#### Record set ####

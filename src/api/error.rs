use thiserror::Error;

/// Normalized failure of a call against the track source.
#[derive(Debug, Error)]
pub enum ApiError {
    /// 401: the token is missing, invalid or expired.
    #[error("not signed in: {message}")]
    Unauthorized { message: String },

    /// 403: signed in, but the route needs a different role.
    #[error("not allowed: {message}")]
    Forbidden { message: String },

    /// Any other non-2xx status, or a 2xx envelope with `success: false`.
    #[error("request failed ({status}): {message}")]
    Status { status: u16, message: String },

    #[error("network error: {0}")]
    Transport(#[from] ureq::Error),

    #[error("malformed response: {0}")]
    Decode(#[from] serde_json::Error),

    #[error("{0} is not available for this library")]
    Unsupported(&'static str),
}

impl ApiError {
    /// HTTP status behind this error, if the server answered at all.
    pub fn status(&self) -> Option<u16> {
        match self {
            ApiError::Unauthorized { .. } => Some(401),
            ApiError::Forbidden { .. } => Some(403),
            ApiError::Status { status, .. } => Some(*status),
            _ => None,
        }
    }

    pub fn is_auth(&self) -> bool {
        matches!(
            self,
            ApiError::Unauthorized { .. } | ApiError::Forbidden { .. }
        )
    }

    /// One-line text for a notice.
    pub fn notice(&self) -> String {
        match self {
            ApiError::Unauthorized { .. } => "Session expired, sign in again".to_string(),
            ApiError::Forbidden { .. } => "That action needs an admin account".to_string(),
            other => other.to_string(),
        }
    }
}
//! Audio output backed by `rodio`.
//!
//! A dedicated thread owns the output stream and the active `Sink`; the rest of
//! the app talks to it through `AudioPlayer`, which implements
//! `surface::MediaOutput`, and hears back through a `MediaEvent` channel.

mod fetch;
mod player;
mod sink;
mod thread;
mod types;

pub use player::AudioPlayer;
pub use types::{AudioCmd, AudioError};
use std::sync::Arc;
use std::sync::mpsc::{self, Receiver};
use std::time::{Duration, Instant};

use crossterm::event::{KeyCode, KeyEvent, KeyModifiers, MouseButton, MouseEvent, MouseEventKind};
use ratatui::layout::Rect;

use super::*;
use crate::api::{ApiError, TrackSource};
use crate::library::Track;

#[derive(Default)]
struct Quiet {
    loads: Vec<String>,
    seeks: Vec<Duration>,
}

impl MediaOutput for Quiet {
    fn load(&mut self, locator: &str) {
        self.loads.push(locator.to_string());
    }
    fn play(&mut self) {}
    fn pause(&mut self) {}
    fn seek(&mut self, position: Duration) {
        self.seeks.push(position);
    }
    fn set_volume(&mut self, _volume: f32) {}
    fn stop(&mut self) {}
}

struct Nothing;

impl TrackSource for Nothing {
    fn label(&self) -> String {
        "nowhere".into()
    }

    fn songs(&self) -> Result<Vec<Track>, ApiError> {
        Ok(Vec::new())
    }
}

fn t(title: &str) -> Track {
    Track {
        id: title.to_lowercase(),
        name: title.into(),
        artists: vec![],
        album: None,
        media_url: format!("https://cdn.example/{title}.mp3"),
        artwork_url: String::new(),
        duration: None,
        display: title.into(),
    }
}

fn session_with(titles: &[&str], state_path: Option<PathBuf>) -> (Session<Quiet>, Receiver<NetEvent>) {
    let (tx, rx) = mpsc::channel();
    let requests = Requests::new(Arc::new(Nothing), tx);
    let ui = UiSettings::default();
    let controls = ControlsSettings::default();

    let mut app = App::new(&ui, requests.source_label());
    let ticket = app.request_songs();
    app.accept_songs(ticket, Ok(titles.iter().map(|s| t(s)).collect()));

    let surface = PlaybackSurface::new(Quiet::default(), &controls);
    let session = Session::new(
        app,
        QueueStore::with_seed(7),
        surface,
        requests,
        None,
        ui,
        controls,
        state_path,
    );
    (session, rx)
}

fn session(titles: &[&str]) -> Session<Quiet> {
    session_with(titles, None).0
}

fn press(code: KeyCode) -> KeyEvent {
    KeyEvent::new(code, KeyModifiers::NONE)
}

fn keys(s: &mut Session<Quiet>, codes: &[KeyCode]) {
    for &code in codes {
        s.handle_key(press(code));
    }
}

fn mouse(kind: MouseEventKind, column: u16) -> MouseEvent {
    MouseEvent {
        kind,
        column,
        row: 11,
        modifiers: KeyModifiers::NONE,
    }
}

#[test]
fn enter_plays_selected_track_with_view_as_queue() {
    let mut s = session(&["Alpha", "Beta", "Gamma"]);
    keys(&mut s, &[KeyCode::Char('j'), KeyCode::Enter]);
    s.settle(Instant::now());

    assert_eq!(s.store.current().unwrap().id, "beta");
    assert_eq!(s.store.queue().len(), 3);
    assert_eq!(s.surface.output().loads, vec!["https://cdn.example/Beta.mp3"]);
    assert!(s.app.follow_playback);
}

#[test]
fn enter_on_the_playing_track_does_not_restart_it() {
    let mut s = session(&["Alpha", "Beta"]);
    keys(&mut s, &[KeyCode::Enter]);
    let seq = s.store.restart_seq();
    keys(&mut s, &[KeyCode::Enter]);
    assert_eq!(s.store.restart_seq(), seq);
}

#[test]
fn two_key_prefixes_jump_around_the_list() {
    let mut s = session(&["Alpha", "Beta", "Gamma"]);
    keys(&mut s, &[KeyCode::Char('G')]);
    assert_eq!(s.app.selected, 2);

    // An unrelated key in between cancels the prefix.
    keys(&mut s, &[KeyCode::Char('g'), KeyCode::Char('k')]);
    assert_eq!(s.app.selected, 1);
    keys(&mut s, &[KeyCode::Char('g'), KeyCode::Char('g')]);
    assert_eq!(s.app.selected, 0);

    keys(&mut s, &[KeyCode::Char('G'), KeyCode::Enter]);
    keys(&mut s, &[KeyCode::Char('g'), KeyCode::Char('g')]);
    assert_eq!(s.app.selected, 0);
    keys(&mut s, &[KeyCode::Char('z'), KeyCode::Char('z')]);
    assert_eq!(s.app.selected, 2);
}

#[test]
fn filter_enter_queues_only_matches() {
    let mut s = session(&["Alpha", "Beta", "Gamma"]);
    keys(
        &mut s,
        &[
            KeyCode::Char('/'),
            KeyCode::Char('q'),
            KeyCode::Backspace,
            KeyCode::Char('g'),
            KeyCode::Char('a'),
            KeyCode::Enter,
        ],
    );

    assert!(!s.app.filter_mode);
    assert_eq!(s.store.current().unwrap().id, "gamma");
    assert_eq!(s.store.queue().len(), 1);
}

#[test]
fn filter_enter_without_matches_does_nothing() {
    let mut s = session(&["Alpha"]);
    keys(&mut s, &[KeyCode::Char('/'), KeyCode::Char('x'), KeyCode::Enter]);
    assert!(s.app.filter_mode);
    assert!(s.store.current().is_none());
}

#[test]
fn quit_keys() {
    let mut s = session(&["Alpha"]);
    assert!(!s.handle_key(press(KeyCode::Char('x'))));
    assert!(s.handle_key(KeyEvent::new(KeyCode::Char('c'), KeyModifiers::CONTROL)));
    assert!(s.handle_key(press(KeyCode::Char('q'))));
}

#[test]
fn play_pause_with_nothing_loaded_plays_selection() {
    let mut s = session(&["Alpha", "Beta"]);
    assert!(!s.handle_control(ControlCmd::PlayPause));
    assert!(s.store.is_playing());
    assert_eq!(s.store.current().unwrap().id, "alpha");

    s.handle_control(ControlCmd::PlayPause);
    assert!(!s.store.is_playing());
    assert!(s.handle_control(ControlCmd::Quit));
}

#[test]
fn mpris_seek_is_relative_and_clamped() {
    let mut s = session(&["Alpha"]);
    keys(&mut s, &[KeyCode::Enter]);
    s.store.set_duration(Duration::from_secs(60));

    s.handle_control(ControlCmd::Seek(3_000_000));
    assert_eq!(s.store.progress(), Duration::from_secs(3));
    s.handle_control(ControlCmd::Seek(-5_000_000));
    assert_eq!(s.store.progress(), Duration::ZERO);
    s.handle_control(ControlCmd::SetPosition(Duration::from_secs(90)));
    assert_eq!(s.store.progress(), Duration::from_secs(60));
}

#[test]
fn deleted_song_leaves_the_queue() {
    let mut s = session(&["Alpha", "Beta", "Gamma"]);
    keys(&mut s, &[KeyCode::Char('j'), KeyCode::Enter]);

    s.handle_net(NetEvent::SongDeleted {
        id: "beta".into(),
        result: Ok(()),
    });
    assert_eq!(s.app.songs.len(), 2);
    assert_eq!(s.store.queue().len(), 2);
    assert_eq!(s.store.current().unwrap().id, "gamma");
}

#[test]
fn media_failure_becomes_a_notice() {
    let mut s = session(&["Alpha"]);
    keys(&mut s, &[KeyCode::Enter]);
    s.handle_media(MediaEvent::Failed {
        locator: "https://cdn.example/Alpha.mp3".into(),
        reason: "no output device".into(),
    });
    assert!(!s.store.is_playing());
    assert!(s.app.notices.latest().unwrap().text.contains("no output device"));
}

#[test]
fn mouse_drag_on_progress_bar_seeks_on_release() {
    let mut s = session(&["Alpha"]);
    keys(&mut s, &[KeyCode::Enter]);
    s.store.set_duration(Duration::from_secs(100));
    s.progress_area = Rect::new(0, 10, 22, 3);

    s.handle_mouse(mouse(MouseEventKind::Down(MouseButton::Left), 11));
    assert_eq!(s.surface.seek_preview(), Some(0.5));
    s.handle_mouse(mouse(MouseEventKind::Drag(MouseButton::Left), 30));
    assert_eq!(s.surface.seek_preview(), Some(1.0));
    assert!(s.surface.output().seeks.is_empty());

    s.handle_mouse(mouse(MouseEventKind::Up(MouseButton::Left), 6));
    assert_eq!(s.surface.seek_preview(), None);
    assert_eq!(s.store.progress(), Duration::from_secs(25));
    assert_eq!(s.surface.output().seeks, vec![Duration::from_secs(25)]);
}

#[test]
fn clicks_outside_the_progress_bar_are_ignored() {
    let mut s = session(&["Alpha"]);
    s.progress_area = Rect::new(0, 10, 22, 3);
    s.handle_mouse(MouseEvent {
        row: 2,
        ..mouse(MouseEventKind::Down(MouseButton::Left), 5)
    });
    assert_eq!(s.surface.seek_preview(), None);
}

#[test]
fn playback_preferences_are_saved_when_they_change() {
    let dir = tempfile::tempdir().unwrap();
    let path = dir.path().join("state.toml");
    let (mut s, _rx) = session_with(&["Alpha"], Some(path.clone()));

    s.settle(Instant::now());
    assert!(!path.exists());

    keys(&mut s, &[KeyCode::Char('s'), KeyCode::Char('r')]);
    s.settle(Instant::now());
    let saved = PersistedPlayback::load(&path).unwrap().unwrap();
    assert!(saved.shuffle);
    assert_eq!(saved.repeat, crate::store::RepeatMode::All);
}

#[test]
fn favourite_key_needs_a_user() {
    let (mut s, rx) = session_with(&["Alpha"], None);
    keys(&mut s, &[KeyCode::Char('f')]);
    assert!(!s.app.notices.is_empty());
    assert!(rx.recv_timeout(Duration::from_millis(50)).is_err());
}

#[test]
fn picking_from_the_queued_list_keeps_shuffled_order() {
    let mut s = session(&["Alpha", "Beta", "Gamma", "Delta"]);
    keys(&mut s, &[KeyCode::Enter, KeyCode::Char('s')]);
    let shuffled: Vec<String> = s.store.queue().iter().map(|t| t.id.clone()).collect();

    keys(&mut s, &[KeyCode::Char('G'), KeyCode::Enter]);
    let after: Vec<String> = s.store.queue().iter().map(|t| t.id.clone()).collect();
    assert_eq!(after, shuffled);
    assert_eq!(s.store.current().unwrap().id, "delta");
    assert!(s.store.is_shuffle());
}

####

### Task to complete:
In the entries above, find the line holding "s, &[KeyCode::Char('/'), KeyCode::Char('x'), KeyCode::Enter]);" and the line holding "assert!(!s.handle_key(press(KeyCode::Char('x'))));", then retype exactly those two lines and every line between them, and nothing else.

### Output of the exercise:
    keys(&mut s, &[KeyCode::Char('/'), KeyCode::Char('x'), KeyCode::Enter]);
    assert!(s.app.filter_mode);
    assert!(s.store.current().is_none());
}

#[test]
fn quit_keys() {
    let mut s = session(&["Alpha"]);
    assert!(!s.handle_key(press(KeyCode::Char('x'))));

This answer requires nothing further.